【礼服】
まだ騒ぎの大きい広場を離れて、午前お化け屋敷を行っていた森に入り込んだ。
棗にはちょっとした抵抗もあったが、変に何人にも自分の弱点を知られたくないと、森のまだ明るい所にした。
「さて。 もう残りも少ないでしょ? 部屋戻っていいかな? 肩痛くて......」
肩を抑えながら紗奈に言うマキ。
だが違っていた。
「ナニイッテンノ? あんた」
......はい?
その言葉にはみんなが気を寄せた。
ウパー、棗、もちろんマキ)も。
「これからが本番でしょ!! お、来るよ!!」
パッと魔法で光を赤らした紗奈。 一瞬にして明るくなった森。 そこから出て来たのは......
「......誰?」
誰よりも早く声を出した棗。その先にいたのはちょっとだけふっくらとした女。
明かりが消えた瞬間に
「後夜祭を忘れちゃイかんよ!! なぁ?」
中途半端な、なまりを見せた女。 また先に棗が「誰なの、あんた」と言う。
かなりイラついている棗にきずかない女は「自己紹介なんて後!! 時間がないんだから 着替えて!!」
とだけいって、マキを指差して来た。
「何」
流石にウルサイと思ってしまった。
「時間ないからみんなをテレポートで飛ばして!!」
魔方陣を用意したらしく魔力は出るけど......ねぇ?
あーもう 嫌だわぁ、こうゆうの。
紗奈が言うに、やはりありきたりな後夜祭というものが残っているらしい。
普段着用しない礼服を着て、普段関われない人と関わって、新しい関係を築いていこうというセガレの提案。
こうゆう時だけはマジで考えるんだよね。
嫌々みんなを部屋に飛ばしたマキ。 部屋には、当人しか解除できない魔方陣がかけられていた。
「マキ、時間ないよ? 早く着替えてよね!!」
と言いながら、紗奈の物であろう桃色のフリルが多い礼服を来始めていた。
マキのベッドの上に静かに置いてあった服は、紗奈とは正反対だった。
黒いジャケットにシンプルな黒いドレス。
......セガレにとって私はどう見えてるんだよ。 思わずイラっと。 仕方ないか。

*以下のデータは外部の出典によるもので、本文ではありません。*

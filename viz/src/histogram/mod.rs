//! Pixel-value histograms for the terminal
//!
//! Used while choosing a background level: the distribution of non-bad
//! pixels is binned around the estimated background and printed with
//! log-scaled bars, with the bin holding the estimate marked.

use crate::{Result, VizError};
use shared::algo::stats::linspace;
use std::fmt::Write;

/// Number of bin edges spanning `center ± 3 sigma`.
pub const DEFAULT_EDGE_COUNT: usize = 20;

/// Half-width of the displayed window in units of sigma.
pub const WINDOW_SIGMAS: f64 = 3.0;

/// Bar scaling for histogram display
#[derive(Debug, Clone, Copy, PartialEq)]
pub enum Scale {
    /// Bar length proportional to count
    Linear,
    /// Bar length proportional to log10(count)
    Log10,
}

/// Configuration for histogram display
#[derive(Debug, Clone)]
pub struct HistogramConfig {
    /// Title for the histogram
    pub title: Option<String>,
    /// Character to use for bars
    pub bar_char: char,
    /// Whether to show counts
    pub show_counts: bool,
    pub scale: Scale,
    /// Whether to show empty bins
    pub show_empty_bins: bool,
    /// Maximum bar width in characters
    pub max_bar_width: usize,
    /// Value to mark (the `axvline` of a plotted histogram)
    pub marker: Option<f64>,
}

impl Default for HistogramConfig {
    fn default() -> Self {
        Self {
            title: None,
            bar_char: '#',
            show_counts: true,
            scale: Scale::Log10,
            show_empty_bins: true,
            max_bar_width: 50,
            marker: None,
        }
    }
}

/// Histogram over fixed bin edges.
///
/// Bins are half-open `[lo, hi)` except the last, which includes its upper
/// edge. Values outside the edges (and NaN) are counted separately.
#[derive(Debug, Clone)]
pub struct Histogram {
    bin_edges: Vec<f64>,
    counts: Vec<u64>,
    below: u64,
    above: u64,
    invalid: u64,
    config: HistogramConfig,
}

impl Histogram {
    /// Create a new histogram with specified bin edges
    pub fn new(bin_edges: Vec<f64>) -> Result<Self> {
        if bin_edges.len() < 2 {
            return Err(VizError::HistogramError(
                "Histogram must have at least 2 bin edges".to_string(),
            ));
        }
        if bin_edges.iter().any(|e| !e.is_finite()) {
            return Err(VizError::HistogramError(
                "Histogram bin edges must be finite".to_string(),
            ));
        }
        if bin_edges.windows(2).any(|w| w[0] >= w[1]) {
            return Err(VizError::HistogramError(
                "Histogram bin edges must be in ascending order".to_string(),
            ));
        }

        let counts = vec![0; bin_edges.len() - 1];
        Ok(Self {
            bin_edges,
            counts,
            below: 0,
            above: 0,
            invalid: 0,
            config: HistogramConfig::default(),
        })
    }

    /// `edge_count` evenly spaced edges over `[start, stop]`.
    pub fn with_edges(start: f64, stop: f64, edge_count: usize) -> Result<Self> {
        Self::new(linspace(start, stop, edge_count))
    }

    pub fn with_config(mut self, config: HistogramConfig) -> Self {
        self.config = config;
        self
    }

    pub fn add(&mut self, value: f64) {
        if value.is_nan() {
            self.invalid += 1;
            return;
        }
        match self.find_bin(value) {
            Some(idx) => self.counts[idx] += 1,
            None if value < self.bin_edges[0] => self.below += 1,
            None => self.above += 1,
        }
    }

    pub fn add_all<I>(&mut self, values: I)
    where
        I: IntoIterator<Item = f64>,
    {
        for value in values {
            self.add(value);
        }
    }

    fn find_bin(&self, value: f64) -> Option<usize> {
        let last = self.bin_edges.len() - 1;
        if value < self.bin_edges[0] || value > self.bin_edges[last] {
            return None;
        }
        // First edge strictly greater than value, minus one
        let idx = self.bin_edges.partition_point(|&e| e <= value);
        Some(idx.saturating_sub(1).min(last - 1))
    }

    pub fn counts(&self) -> &[u64] {
        &self.counts
    }

    pub fn bin_edges(&self) -> &[f64] {
        &self.bin_edges
    }

    /// Values that landed in a bin.
    pub fn total_count(&self) -> u64 {
        self.counts.iter().sum()
    }

    /// Values below the first edge and above the last edge.
    pub fn out_of_range(&self) -> (u64, u64) {
        (self.below, self.above)
    }

    fn bar_length(&self, count: u64, max_count: u64) -> usize {
        if count == 0 || max_count == 0 {
            return 0;
        }
        let fraction = match self.config.scale {
            Scale::Linear => count as f64 / max_count as f64,
            // log10(1) would be an empty bar; shift so one count shows
            Scale::Log10 => (1.0 + (count as f64).log10()) / (1.0 + (max_count as f64).log10()),
        };
        ((fraction * self.config.max_bar_width as f64).round() as usize).max(1)
    }

    /// Format the histogram as a string
    pub fn format(&self) -> Result<String> {
        let mut output = String::new();

        if let Some(title) = &self.config.title {
            writeln!(output, "{}", title)?;
            writeln!(output, "{}", "=".repeat(title.len()))?;
        }

        let max_count = self.counts.iter().copied().max().unwrap_or(0);
        let count_width = max_count.to_string().len().max(5);
        let marked_bin = self.config.marker.and_then(|m| self.find_bin(m));

        writeln!(
            output,
            "{:>11}   {:>11} | {:>count_width$} | Bar",
            "From", "To", "Count"
        )?;

        for (i, &count) in self.counts.iter().enumerate() {
            if count == 0 && !self.config.show_empty_bins {
                continue;
            }
            let bar = self
                .config
                .bar_char
                .to_string()
                .repeat(self.bar_length(count, max_count));
            let mark = if marked_bin == Some(i) { " <" } else { "" };

            write!(
                output,
                "{:>+11.4e} - {:>+11.4e}",
                self.bin_edges[i],
                self.bin_edges[i + 1]
            )?;
            if self.config.show_counts {
                write!(output, " | {count:>count_width$}")?;
            }
            writeln!(output, " | {bar}{mark}")?;
        }

        if self.below + self.above + self.invalid > 0 {
            writeln!(
                output,
                "({} below, {} above range, {} NaN)",
                self.below, self.above, self.invalid
            )?;
        }
        if let Some(marker) = self.config.marker {
            writeln!(output, "< marks {marker:.6}")?;
        }
        if self.config.scale == Scale::Log10 {
            writeln!(output, "Note: bar lengths use a log10 scale")?;
        }

        Ok(output)
    }

    /// Print the histogram to stdout
    pub fn print(&self) -> Result<()> {
        println!("{}", self.format()?);
        Ok(())
    }
}

/// Log-scaled histogram of `values` over `center ± 3 sigma`, marking `center`.
///
/// A non-positive or non-finite `sigma` is an error since it leaves no
/// window to bin over.
pub fn pixel_histogram(
    values: &[f64],
    center: f64,
    sigma: f64,
    title: Option<String>,
) -> Result<String> {
    if !(sigma > 0.0 && sigma.is_finite() && center.is_finite()) {
        return Err(VizError::HistogramError(format!(
            "cannot bin around {center} with sigma {sigma}"
        )));
    }
    let half_width = WINDOW_SIGMAS * sigma;
    let mut hist =
        Histogram::with_edges(center - half_width, center + half_width, DEFAULT_EDGE_COUNT)?
            .with_config(HistogramConfig {
                title,
                marker: Some(center),
                ..HistogramConfig::default()
            });
    hist.add_all(values.iter().copied());
    hist.format()
}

装飾品も多彩あったようだが、マキのだけは用意されていなかった。
元からの番人であるマキには、魔法制御の物だけで十分だったからだ。
いつもとは異なり後ろ髮をいわいた。 目の前でメイクをしていた紗奈だったが、まさかのコレも不用意。 ここまで来ても素顔で行くことになった。